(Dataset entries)
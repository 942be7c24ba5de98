use std::io::Read;
use std::path::{Path, PathBuf};
use std::process::{Command, Stdio};
use std::thread::{self, JoinHandle};
use std::time::Duration;

use anyhow::{Context, Result, anyhow};
use wait_timeout::ChildExt;

#[derive(Debug, Clone)]
pub struct CommandOutput {
    pub exit_code: i32,
    pub stdout: String,
    pub stderr: String,
}

impl CommandOutput {
    pub fn success(&self) -> bool {
        self.exit_code == 0
    }
}

/// Runs `cmd` with a closed stdin, killing it once `timeout` elapses.
pub fn run_command(cmd: &Path, args: &[&str], timeout: Duration) -> Result<CommandOutput> {
    let display = cmd.display();
    let mut child = Command::new(cmd)
        .args(args)
        .stdin(Stdio::null())
        .stdout(Stdio::piped())
        .stderr(Stdio::piped())
        .spawn()
        .with_context(|| format!("failed to start process: {display}"))?;

    // Pipes are drained while waiting; a full pipe buffer would stall the child.
    let stdout_reader = child.stdout.take().map(spawn_reader);
    let stderr_reader = child.stderr.take().map(spawn_reader);

    let status = match child
        .wait_timeout(timeout)
        .with_context(|| format!("failed to wait for process: {display}"))?
    {
        Some(status) => status,
        None => {
            let _ = child.kill();
            let _ = child.wait();
            // Readers are left detached: a grandchild may still hold the pipes.
            return Err(anyhow!("timed out after {timeout:?}: {display}"));
        }
    };

    let stdout = stdout_reader.map(join_reader).unwrap_or_default();
    let stderr = stderr_reader.map(join_reader).unwrap_or_default();

    Ok(CommandOutput {
        exit_code: status.code().unwrap_or(-1),
        stdout,
        stderr,
    })
}

fn spawn_reader<R: Read + Send + 'static>(mut pipe: R) -> JoinHandle<String> {
    thread::spawn(move || {
        let mut buf = String::new();
        let _ = pipe.read_to_string(&mut buf);
        buf
    })
}

fn join_reader(handle: JoinHandle<String>) -> String {
    handle.join().unwrap_or_default()
}

/// Resolves `program` against `PATH`.
pub fn locate(program: &str) -> Option<PathBuf> {
    which::which(program).ok()
}

pub fn effective_home_dir() -> Result<PathBuf> {
    std::env::var_os("HOME")
        .filter(|v| !v.is_empty())
        .map(PathBuf::from)
        .ok_or_else(|| anyhow!("HOME is not set"))
}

__WHAT NEEDS TO BE DONE__: Retype every record above exactly as written.

__SOLVED PROBLEM__:
repository 942be7c24ba5de98
use std::io::Read;
use std::path::{Path, PathBuf};
use std::process::{Command, Stdio};
use std::thread::{self, JoinHandle};
use std::time::Duration;

use anyhow::{Context, Result, anyhow};
use wait_timeout::ChildExt;

#[derive(Debug, Clone)]
pub struct CommandOutput {
    pub exit_code: i32,
    pub stdout: String,
    pub stderr: String,
}

impl CommandOutput {
    pub fn success(&self) -> bool {
        self.exit_code == 0
    }
}

/// Runs `cmd` with a closed stdin, killing it once `timeout` elapses.
pub fn run_command(cmd: &Path, args: &[&str], timeout: Duration) -> Result<CommandOutput> {
    let display = cmd.display();
    let mut child = Command::new(cmd)
        .args(args)
        .stdin(Stdio::null())
        .stdout(Stdio::piped())
        .stderr(Stdio::piped())
        .spawn()
        .with_context(|| format!("failed to start process: {display}"))?;

    // Pipes are drained while waiting; a full pipe buffer would stall the child.
    let stdout_reader = child.stdout.take().map(spawn_reader);
    let stderr_reader = child.stderr.take().map(spawn_reader);

    let status = match child
        .wait_timeout(timeout)
        .with_context(|| format!("failed to wait for process: {display}"))?
    {
        Some(status) => status,
        None => {
            let _ = child.kill();
            let _ = child.wait();
            // Readers are left detached: a grandchild may still hold the pipes.
            return Err(anyhow!("timed out after {timeout:?}: {display}"));
        }
    };

    let stdout = stdout_reader.map(join_reader).unwrap_or_default();
    let stderr = stderr_reader.map(join_reader).unwrap_or_default();

    Ok(CommandOutput {
        exit_code: status.code().unwrap_or(-1),
        stdout,
        stderr,
    })
}

fn spawn_reader<R: Read + Send + 'static>(mut pipe: R) -> JoinHandle<String> {
    thread::spawn(move || {
        let mut buf = String::new();
        let _ = pipe.read_to_string(&mut buf);
        buf
    })
}

fn join_reader(handle: JoinHandle<String>) -> String {
    handle.join().unwrap_or_default()
}

/// Resolves `program` against `PATH`.
pub fn locate(program: &str) -> Option<PathBuf> {
    which::which(program).ok()
}

pub fn effective_home_dir() -> Result<PathBuf> {
    std::env::var_os("HOME")
        .filter(|v| !v.is_empty())
        .map(PathBuf::from)
        .ok_or_else(|| anyhow!("HOME is not set"))
}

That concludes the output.